Facebook, Twitter account bans: Social networks dodge dodge law | Tech News

Facebook, Twitter account bans: Social networks dodge law

  • The trade groups claim the law would force Twitter, Facebook and Alphabet Inc.’s Google to host extremist content in violation of their user policies, while Texas Governor Greg Abbott and other Republicans argue the ban is needed to protect conservative viewpoints from being silenced.

By:BLOOMBERG
| Updated on: Aug 21 2022, 22:16 IST
The trade groups claim the law would force Twitter, Facebook and Alphabet Inc.’s Google to host extremist content in violation of their user policies, (Photo by Denis Charlet / AFP)
The trade groups claim the law would force Twitter, Facebook and Alphabet Inc.’s Google to host extremist content in violation of their user policies, (Photo by Denis Charlet / AFP) (AFP)
The trade groups claim the law would force Twitter, Facebook and Alphabet Inc.’s Google to host extremist content in violation of their user policies, (Photo by Denis Charlet / AFP)
The trade groups claim the law would force Twitter, Facebook and Alphabet Inc.’s Google to host extremist content in violation of their user policies, (Photo by Denis Charlet / AFP) (AFP)

A federal judge in Texas temporarily blocked parts of a new state law that would ban social-media companies from suspending users over political posts, handing a crucial early victory to trade groups representing Twitter Inc. and Meta Platforms Inc.'s Facebook. U.S. District Judge Robert Pitman in Austin on Wednesday granted a request for a preliminary injunction, prohibiting enforcement of the law that was set to take effect Dec. 2. The ruling blocks the law while the litigation challenging it proceeds.

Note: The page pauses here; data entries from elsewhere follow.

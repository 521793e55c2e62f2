//! Terse constructors for hand-written conversations.
//!
//! ```
//! use roundtrace_testing::builders::*;
//!
//! let messages = vec![
//!     at(1_000, prompt("list files")),
//!     at(2_000, call("t1", "Bash", serde_json::json!({"command": "ls"}))),
//!     at(2_400, result("t1", "Cargo.toml")),
//! ];
//! assert_eq!(messages.len(), 3);
//! ```

use roundtrace_types::{ContentBlock, Message, Role, SubType, Timestamp, Usage};
use serde_json::Value;

pub fn prompt(text: &str) -> Message {
    Message::user(text)
}

pub fn reply(text: &str) -> Message {
    Message::assistant(text)
}

/// Internal user-role message (summary, hook, ...)
pub fn internal(sub_type: SubType, text: &str) -> Message {
    Message::user(text).with_sub_type(sub_type)
}

pub fn call(id: &str, name: &str, input: Value) -> Message {
    Message::new(Role::Assistant, vec![ContentBlock::tool_use(id, name, input)])
}

pub fn result(id: &str, output: &str) -> Message {
    Message::new(
        Role::User,
        vec![ContentBlock::tool_result(id, Value::String(output.to_string()), false)],
    )
}

pub fn error_result(id: &str, output: &str) -> Message {
    Message::new(
        Role::User,
        vec![ContentBlock::tool_result(id, Value::String(output.to_string()), true)],
    )
}

pub fn at(millis: i64, message: Message) -> Message {
    message.with_timestamp(Timestamp::from_millis(millis))
}

pub fn billed(input: u64, output: u64, cost_usd: f64, message: Message) -> Message {
    message.with_usage(Usage::new(input, output)).with_cost(cost_usd)
}
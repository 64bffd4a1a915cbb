//! Training and validation loops.

mod optimizer;
mod scheduler;

pub use optimizer::{AdamW, Optimizer};
pub use scheduler::StepLr;

use log::info;
use tch::{Device, Tensor};

use crate::data::{Batch, DataLoader};
use crate::error::Result;
use crate::metrics::{accuracy, f1_weighted};
use crate::model::SequenceClassifier;

/// Metrics of one pass over a loader.
#[derive(Debug, Clone, Default, PartialEq)]
pub struct EpochMetrics {
    /// Mean loss per batch.
    pub loss: f64,
    pub accuracy: f64,
    /// Weighted F1.
    pub f1: f64,
    pub labels: Vec<i64>,
    pub predictions: Vec<i64>,
}

impl EpochMetrics {
    fn from_pass(total_loss: f64, batches: usize, labels: Vec<i64>, predictions: Vec<i64>) -> Self {
        if batches == 0 || labels.is_empty() {
            return Self::default();
        }
        Self {
            loss: total_loss / batches as f64,
            accuracy: accuracy(&labels, &predictions),
            f1: f1_weighted(&labels, &predictions),
            labels,
            predictions,
        }
    }

    pub fn summary(&self) -> MetricSummary {
        MetricSummary {
            loss: self.loss,
            accuracy: self.accuracy,
            f1: self.f1,
        }
    }
}

#[derive(Debug, Clone, Copy, Default, PartialEq)]
pub struct MetricSummary {
    pub loss: f64,
    pub accuracy: f64,
    pub f1: f64,
}

/// Result of scoring a model or graph on a labelled loader.
#[derive(Debug, Clone, Default, PartialEq)]
pub struct EvalOutcome {
    pub accuracy: f64,
    pub f1: f64,
    pub labels: Vec<i64>,
    pub predictions: Vec<i64>,
}

impl EvalOutcome {
    pub fn new(labels: Vec<i64>, predictions: Vec<i64>) -> Self {
        if labels.is_empty() {
            return Self::default();
        }
        Self {
            accuracy: accuracy(&labels, &predictions),
            f1: f1_weighted(&labels, &predictions),
            labels,
            predictions,
        }
    }
}

struct BatchStep {
    loss: f64,
    predictions: Vec<i64>,
}

fn run_batch<M: SequenceClassifier + ?Sized>(model: &M, batch: &Batch, train: bool) -> Result<(Tensor, BatchStep)> {
    let (input_ids, attention_mask, labels) = batch.to_tensors(model.device());
    let logits = model.forward(&input_ids, &attention_mask, train)?;
    let loss = logits.cross_entropy_for_logits(&labels);
    let predictions = Vec::<i64>::try_from(&logits.argmax(-1, false).to_device(Device::Cpu))?;
    let step = BatchStep {
        loss: f64::try_from(&loss.detach())?,
        predictions,
    };
    Ok((loss, step))
}

/// One optimization pass: for every batch zero the gradients, run the
/// model in training mode, back-propagate the cross-entropy loss and step.
pub fn train_one_epoch<M, O>(model: &M, loader: &DataLoader, optimizer: &mut O) -> Result<EpochMetrics>
where
    M: SequenceClassifier + ?Sized,
    O: Optimizer + ?Sized,
{
    let mut total_loss = 0.0;
    let mut batches = 0;
    let mut labels = Vec::with_capacity(loader.num_examples());
    let mut predictions = Vec::with_capacity(loader.num_examples());

    for batch in loader {
        optimizer.zero_grad()?;
        let (loss, step) = run_batch(model, &batch, true)?;
        loss.backward();
        optimizer.step()?;

        total_loss += step.loss;
        batches += 1;
        labels.extend_from_slice(&batch.labels);
        predictions.extend(step.predictions);
    }

    Ok(EpochMetrics::from_pass(total_loss, batches, labels, predictions))
}

/// Scores `model` on `loader` without tracking gradients.
pub fn validate_model<M: SequenceClassifier + ?Sized>(model: &M, loader: &DataLoader) -> Result<EpochMetrics> {
    tch::no_grad(|| -> Result<EpochMetrics> {
        let mut total_loss = 0.0;
        let mut batches = 0;
        let mut labels = Vec::with_capacity(loader.num_examples());
        let mut predictions = Vec::with_capacity(loader.num_examples());

        for batch in loader {
            let (_, step) = run_batch(model, &batch, false)?;
            total_loss += step.loss;
            batches += 1;
            labels.extend_from_slice(&batch.labels);
            predictions.extend(step.predictions);
        }

        Ok(EpochMetrics::from_pass(total_loss, batches, labels, predictions))
    })
}

pub fn test_model<M: SequenceClassifier + ?Sized>(model: &M, loader: &DataLoader) -> Result<EvalOutcome> {
    let metrics = validate_model(model, loader)?;
    Ok(EvalOutcome::new(metrics.labels, metrics.predictions))
}

#[derive(Debug, Clone, PartialEq)]
pub struct EpochRecord {
    /// 1-based.
    pub epoch: usize,
    pub learning_rate: f64,
    pub train: MetricSummary,
    pub validation: MetricSummary,
}

/// Per-epoch metrics of a [`fit`] run, in order.
#[derive(Debug, Clone, Default, PartialEq)]
pub struct TrainingHistory {
    pub epochs: Vec<EpochRecord>,
    /// Full validation metrics of the last epoch.
    pub last_validation: EpochMetrics,
}

impl TrainingHistory {
    pub fn best_val_accuracy(&self) -> f64 {
        self.epochs
            .iter()
            .map(|r| r.validation.accuracy)
            .fold(0.0, f64::max)
    }

    pub fn train_losses(&self) -> Vec<f64> {
        self.epochs.iter().map(|r| r.train.loss).collect()
    }

    pub fn val_losses(&self) -> Vec<f64> {
        self.epochs.iter().map(|r| r.validation.loss).collect()
    }
}

/// Trains for `epochs` epochs, validating after each and stepping the
/// schedule once per epoch. `on_epoch` sees every record as soon as it is
/// produced; an error from it stops training and is returned as is.
pub fn fit<M, O, F>(
    model: &M,
    train_loader: &DataLoader,
    val_loader: &DataLoader,
    optimizer: &mut O,
    scheduler: &mut StepLr,
    epochs: usize,
    mut on_epoch: F,
) -> Result<TrainingHistory>
where
    M: SequenceClassifier + ?Sized,
    O: Optimizer + ?Sized,
    F: FnMut(&EpochRecord) -> Result<()>,
{
    let mut history = TrainingHistory::default();
    for epoch in 1..=epochs {
        let learning_rate = optimizer.lr();
        let train = train_one_epoch(model, train_loader, optimizer)?;
        let validation = validate_model(model, val_loader)?;
        scheduler.step(optimizer)?;

        let record = EpochRecord {
            epoch,
            learning_rate,
            train: train.summary(),
            validation: validation.summary(),
        };
        info!(
            "Epoch {}/{}, lr: {:.2e}, Train Loss: {:.4}, Train Accuracy: {:.4}, Train F1: {:.4}, \
             Val Loss: {:.4}, Val Accuracy: {:.4}, Val F1: {:.4}",
            epoch,
            epochs,
            learning_rate,
            train.loss,
            train.accuracy,
            train.f1,
            validation.loss,
            validation.accuracy,
            validation.f1
        );
        history.last_validation = validation;
        history.epochs.push(record);
        if let Some(record) = history.epochs.last() {
            on_epoch(record)?;
        }
    }
    Ok(history)
}
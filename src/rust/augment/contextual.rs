use std::cell::RefCell;
use std::path::Path;

use log::{debug, info};
use rand::rngs::StdRng;
use rand::{Rng, SeedableRng};
use rust_bert::distilbert::DistilBertModelMaskedLM;
use tch::{nn, Device, Tensor};
use tokenizers::Tokenizer;

use super::TextAugmenter;
use crate::config::AugmentAction;
use crate::data::fixed_length_tokenizer;
use crate::error::{PipelineError, Result};
use crate::model::load_architecture;
use crate::model_manager::{CONFIG_FILE, TOKENIZER_FILE, WEIGHTS_FILE};

const MASK_TOKEN: &str = "[MASK]";
const CANDIDATES: i64 = 10;

/// Inserts or substitutes one word using a masked language model's best
/// in-context prediction.
pub struct ContextualWordAugmenter {
    model: DistilBertModelMaskedLM,
    _vs: nn::VarStore,
    tokenizer: Tokenizer,
    mask_id: u32,
    action: AugmentAction,
    device: Device,
    rng: RefCell<StdRng>,
}

impl ContextualWordAugmenter {
    /// Loads a DistilBERT masked-LM bundle (`config.json`, weights,
    /// `tokenizer.json`) from `dir`.
    pub fn from_bundle(
        dir: &Path,
        action: AugmentAction,
        device: Device,
        max_length: usize,
        seed: u64,
    ) -> Result<Self> {
        let architecture = load_architecture(&dir.join(CONFIG_FILE))?;
        let weights = dir.join(WEIGHTS_FILE);
        if !weights.exists() {
            return Err(PipelineError::WeightsNotFound { path: weights });
        }

        let mut vs = nn::VarStore::new(device);
        let model = DistilBertModelMaskedLM::new(vs.root(), &architecture);
        vs.load(&weights)?;
        vs.freeze();

        let tokenizer = Tokenizer::from_file(dir.join(TOKENIZER_FILE))
            .map_err(|e| PipelineError::Tokenization(e.to_string()))?;
        let tokenizer = fixed_length_tokenizer(&tokenizer, max_length)?;
        let mask_id = tokenizer.token_to_id(MASK_TOKEN).ok_or_else(|| {
            PipelineError::Tokenization(format!("tokenizer has no {} token", MASK_TOKEN))
        })?;
        info!("Loaded contextual augmenter from {:?} ({:?}, {:?})", dir, action, device);

        Ok(Self {
            model,
            _vs: vs,
            tokenizer,
            mask_id,
            action,
            device,
            rng: RefCell::new(StdRng::seed_from_u64(seed)),
        })
    }

    /// Highest-ranked whole-word prediction for the mask token that starts
    /// at byte `mask_offset` of `masked_text`.
    fn predict_mask(&self, masked_text: &str, mask_offset: usize, replaced: Option<&str>) -> Result<Option<String>> {
        let encoding = self
            .tokenizer
            .encode(masked_text, true)
            .map_err(|e| PipelineError::Tokenization(e.to_string()))?;
        let Some(position) = mask_token_index(encoding.get_ids(), encoding.get_offsets(), self.mask_id, mask_offset)
        else {
            debug!("Mask truncated away, skipping");
            return Ok(None);
        };

        let ids: Vec<i64> = encoding.get_ids().iter().map(|&id| id as i64).collect();
        let mask: Vec<i64> = encoding.get_attention_mask().iter().map(|&m| m as i64).collect();
        let input_ids = Tensor::from_slice(&ids).view([1, -1]).to_device(self.device);
        let attention_mask = Tensor::from_slice(&mask).view([1, -1]).to_device(self.device);

        let candidates = tch::no_grad(|| -> Result<Vec<i64>> {
            let output = self
                .model
                .forward_t(Some(&input_ids), Some(&attention_mask), None, false)?;
            let scores = output.prediction_scores.get(0).get(position as i64);
            let (_, top) = scores.topk(CANDIDATES, -1, true, true);
            Ok(Vec::<i64>::try_from(&top.to_device(Device::Cpu))?)
        })?;

        let word = candidates.into_iter().find_map(|id| {
            let token = self.tokenizer.id_to_token(id as u32)?;
            let usable = !token.starts_with('[')
                && !token.starts_with("##")
                && token.chars().any(char::is_alphanumeric)
                && Some(token.as_str()) != replaced.map(str::to_lowercase).as_deref();
            usable.then_some(token)
        });
        Ok(word)
    }
}

impl TextAugmenter for ContextualWordAugmenter {
    fn augment(&self, text: &str) -> Result<Option<String>> {
        let mut words: Vec<String> = text.split_whitespace().map(str::to_string).collect();
        if words.is_empty() {
            return Ok(None);
        }

        let (position, replaced) = {
            let mut rng = self.rng.borrow_mut();
            match self.action {
                AugmentAction::Insert => {
                    let position = rng.gen_range(0..=words.len());
                    words.insert(position, MASK_TOKEN.to_string());
                    (position, None)
                }
                AugmentAction::Substitute => {
                    let position = rng.gen_range(0..words.len());
                    let replaced = std::mem::replace(&mut words[position], MASK_TOKEN.to_string());
                    (position, Some(replaced))
                }
            }
        };

        let masked_text = words.join(" ");
        let Some(prediction) = self.predict_mask(&masked_text, word_offset(&words, position), replaced.as_deref())?
        else {
            return Ok(None);
        };
        words[position] = prediction;
        Ok(Some(words.join(" ")))
    }
}

/// Byte offset of `words[position]` in `words.join(" ")`.
fn word_offset(words: &[String], position: usize) -> usize {
    words[..position].iter().map(|w| w.len() + 1).sum()
}

/// Index of the mask token starting at `offset`. Text that already holds a
/// literal mask token is left alone.
fn mask_token_index(ids: &[u32], offsets: &[(usize, usize)], mask_id: u32, offset: usize) -> Option<usize> {
    ids.iter()
        .zip(offsets)
        .position(|(&id, &(start, _))| id == mask_id && start == offset)
}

The trade groups claim the law would force Twitter, Facebook and Alphabet Inc.'s Google to host extremist content in violation of their user policies, while Texas Governor Greg Abbott and other Republicans argue the ban is needed to protect conservative viewpoints from being silenced.

The judge said an injunction is warranted because the trade groups are likely to succeed on their claim that social media platforms have a First Amendment right to moderate content on their platforms. Pitman rejected the state's argument that social media platforms don't get such protections because they're not newspapers and that artificial intelligence is sometimes used to make moderating decisions.

“While this court acknowledges that a social media platform's editorial discretion does not fit neatly with our 20th Century vision of a newspaper editor hand-selecting an article to publish, focusing on whether a human or AI makes those decisions is a distraction,” the judge wrote. “It is indeed new, and exciting -- or frightening,  depending on who you ask -- that algorithms do some of the work that a newspaper publisher previously did, but the core question is still whether a private company exercises editorial discretion over the dissemination of content, not the exact process used.”

The judge also denied Texas's request to dismiss the lawsuit.

Texas Attorney General Ken Paxton didn't immediately return a message seeking comment.

The groups that filed the suit, NetChoice and the Computer & Communications Industry Association, argued in court filings that allowing the law to take effect would result in their members becoming overwhelmed by “objectionable content” and falling out of favor with users.

Abbott criticized social-media companies for banning former President Donald Trump from their platforms after a mob of his supporters raided the Capitol on Jan. 6. A similar law in Florida targeting social-media companies was put on hold earlier by a judge in a suit brought by the same trade groups.

The case is Netchoice LLC v. Paxton, 1:21-cv-00840, U.S. District Court for the Southern District of Texas (Austin).